### Exercise requirements:
Scan the entries below for the word "Sender", then copy each line that holds it.

### Data supplied:

·····

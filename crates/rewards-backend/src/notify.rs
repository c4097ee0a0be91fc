//! Notifications emitted to the host
//!
//! Services report through the [`Notifier`] trait so hosts can plug in their
//! own event loop and tests can record what was emitted.

use std::sync::Arc;

use tokio::sync::watch;

use crate::error::Outcome;
use crate::twitch::Reward;

/// Batch of rewards produced by one catalog refresh
pub type RewardBatch = Arc<[Reward]>;

/// Trait for receiving service notifications
///
/// Called from worker threads; implementations must not block.
pub trait Notifier: Send + Sync {
    /// A catalog refresh finished, successfully or not
    fn rewards_updated(&self, rewards: Outcome<RewardBatch>);

    /// A newer release than the running version was published
    fn update_available(&self);
}

/// Notifier that publishes the latest state over watch channels
pub struct ChannelNotifier {
    rewards_tx: watch::Sender<Option<Outcome<RewardBatch>>>,
    update_tx: watch::Sender<bool>,
}

impl ChannelNotifier {
    pub fn new() -> Self {
        let (rewards_tx, _) = watch::channel(None);
        let (update_tx, _) = watch::channel(false);
        Self {
            rewards_tx,
            update_tx,
        }
    }

    /// Receiver for catalog refreshes
    ///
    /// Holds `None` until the first refresh completes.
    pub fn subscribe_rewards(&self) -> watch::Receiver<Option<Outcome<RewardBatch>>> {
        self.rewards_tx.subscribe()
    }

    /// Receiver that flips to true once an update has been found
    pub fn subscribe_update_available(&self) -> watch::Receiver<bool> {
        self.update_tx.subscribe()
    }

    /// Returns the most recent refresh result, if any
    pub fn latest_rewards(&self) -> Option<Outcome<RewardBatch>> {
        self.rewards_tx.borrow().clone()
    }

    pub fn is_update_available(&self) -> bool {
        *self.update_tx.borrow()
    }
}

impl Default for ChannelNotifier {
    fn default() -> Self {
        Self::new()
    }
}

impl Notifier for ChannelNotifier {
    fn rewards_updated(&self, rewards: Outcome<RewardBatch>) {
        self.rewards_tx.send_replace(Some(rewards));
    }

    fn update_available(&self) {
        self.update_tx.send_replace(true);
    }
}
//! HTTP client abstraction
//!
//! This module provides a trait-based HTTP client that can be easily mocked for testing.
//! It only moves bytes; authentication and status interpretation live above it.

use anyhow::{Context, Result};
use async_trait::async_trait;
use reqwest::header::HeaderMap;
use reqwest::Method;
use serde::de::DeserializeOwned;

/// Trait for making HTTP requests
///
/// One call is exactly one attempt. Implementations must not retry.
#[async_trait]
pub trait HttpClient: Send + Sync {
    /// Sends the request and returns the raw response, whatever its status
    async fn send(&self, request: HttpRequest) -> Result<HttpResponse>;
}

/// A fully built HTTP request
#[derive(Debug, Clone)]
pub struct HttpRequest {
    pub method: Method,
    pub url: String,
    pub headers: HeaderMap,
    pub body: Option<Vec<u8>>,
}

impl HttpRequest {
    /// Creates a request without headers or body
    pub fn new(method: Method, url: impl Into<String>) -> Self {
        Self {
            method,
            url: url.into(),
            headers: HeaderMap::new(),
            body: None,
        }
    }
}

/// Response from an HTTP request
#[derive(Debug, Clone)]
pub struct HttpResponse {
    pub status: u16,
    pub body: Vec<u8>,
}

impl HttpResponse {
    /// Returns true if status is in 2xx range
    pub fn is_success(&self) -> bool {
        (200..300).contains(&self.status)
    }

    /// Returns the body as text, replacing invalid UTF-8
    pub fn text(&self) -> String {
        String::from_utf8_lossy(&self.body).into_owned()
    }

    /// Deserializes the body as JSON
    pub fn json<T: DeserializeOwned>(&self) -> Result<T> {
        serde_json::from_slice(&self.body).context("Failed to parse JSON response")
    }
}

/// Production HTTP client using reqwest
#[derive(Debug, Clone)]
pub struct ReqwestClient {
    inner: reqwest::Client,
}

impl ReqwestClient {
    /// Creates a new reqwest-based HTTP client with default settings
    pub fn new() -> Self {
        Self {
            inner: reqwest::Client::new(),
        }
    }

    /// Creates a client that sends the given User-Agent on every request
    pub fn with_user_agent(user_agent: &str) -> Result<Self> {
        let inner = reqwest::Client::builder()
            .user_agent(user_agent)
            .build()
            .context("Failed to build HTTP client")?;
        Ok(Self { inner })
    }
}

impl Default for ReqwestClient {
    fn default() -> Self {
        Self::new()
    }
}

#[async_trait]
impl HttpClient for ReqwestClient {
    async fn send(&self, request: HttpRequest) -> Result<HttpResponse> {
        let mut builder = self
            .inner
            .request(request.method, &request.url)
            .headers(request.headers);
        if let Some(body) = request.body {
            builder = builder.body(body);
        }

        let response = builder.send().await.context("Failed to send request")?;

        let status = response.status().as_u16();
        let body = response
            .bytes()
            .await
            .context("Failed to read response body")?;

        Ok(HttpResponse {
            status,
            body: body.to_vec(),
        })
    }
}

#[cfg(test)]
pub mod mock {
    use super::*;
    use std::collections::HashMap;
    use std::sync::{Arc, RwLock};

    /// Mock HTTP client for testing
    ///
    /// Allows setting up canned responses for specific (method, URL) pairs.
    #[derive(Debug, Clone, Default)]
    pub struct MockHttpClient {
        responses: Arc<RwLock<HashMap<(Method, String), MockResponse>>>,
        requests: Arc<RwLock<Vec<RecordedRequest>>>,
    }

    /// A recorded HTTP request
    #[derive(Debug, Clone)]
    pub struct RecordedRequest {
        pub method: Method,
        pub url: String,
        pub headers: HeaderMap,
        pub body: Option<Vec<u8>>,
    }

    impl RecordedRequest {
        /// Parses the recorded body as JSON
        pub fn json_body(&self) -> serde_json::Value {
            serde_json::from_slice(self.body.as_deref().unwrap_or_default())
                .expect("Recorded body is not JSON")
        }
    }

    #[derive(Debug, Clone)]
    enum MockResponse {
        Reply { status: u16, body: Vec<u8> },
        Fail(String),
    }

    impl MockHttpClient {
        /// Creates a new mock client
        pub fn new() -> Self {
            Self::default()
        }

        /// Configures a response for a method and URL
        pub fn on(self, method: Method, url: &str, status: u16, body: impl Into<Vec<u8>>) -> Self {
            self.responses.write().unwrap().insert(
                (method, url.to_string()),
                MockResponse::Reply {
                    status,
                    body: body.into(),
                },
            );
            self
        }

        /// Configures a GET response for a URL
        pub fn on_get(self, url: &str, status: u16, body: impl Into<Vec<u8>>) -> Self {
            self.on(Method::GET, url, status, body)
        }

        /// Configures a successful JSON GET response for a URL
        pub fn on_get_json(self, url: &str, data: &serde_json::Value) -> Self {
            self.on_get(url, 200, data.to_string())
        }

        /// Configures a connection-level failure for a method and URL
        pub fn on_fail(self, method: Method, url: &str, message: &str) -> Self {
            self.responses.write().unwrap().insert(
                (method, url.to_string()),
                MockResponse::Fail(message.to_string()),
            );
            self
        }

        /// Returns all recorded requests
        pub fn get_requests(&self) -> Vec<RecordedRequest> {
            self.requests.read().unwrap().clone()
        }

        /// Returns the number of requests made
        pub fn request_count(&self) -> usize {
            self.requests.read().unwrap().len()
        }
    }

    #[async_trait]
    impl HttpClient for MockHttpClient {
        async fn send(&self, request: HttpRequest) -> Result<HttpResponse> {
            self.requests.write().unwrap().push(RecordedRequest {
                method: request.method.clone(),
                url: request.url.clone(),
                headers: request.headers.clone(),
                body: request.body.clone(),
            });

            let responses = self.responses.read().unwrap();
            let mock_response = responses
                .get(&(request.method.clone(), request.url.clone()))
                .ok_or_else(|| {
                    anyhow::anyhow!(
                        "No mock response configured for {} {}",
                        request.method,
                        request.url
                    )
                })?;

            match mock_response {
                MockResponse::Reply { status, body } => Ok(HttpResponse {
                    status: *status,
                    body: body.clone(),
                }),
                MockResponse::Fail(message) => Err(anyhow::anyhow!("{message}")),
            }
        }
    }
}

·····

### Solution:
    rewards_tx: watch::Sender<Option<Outcome<RewardBatch>>>,
    update_tx: watch::Sender<bool>,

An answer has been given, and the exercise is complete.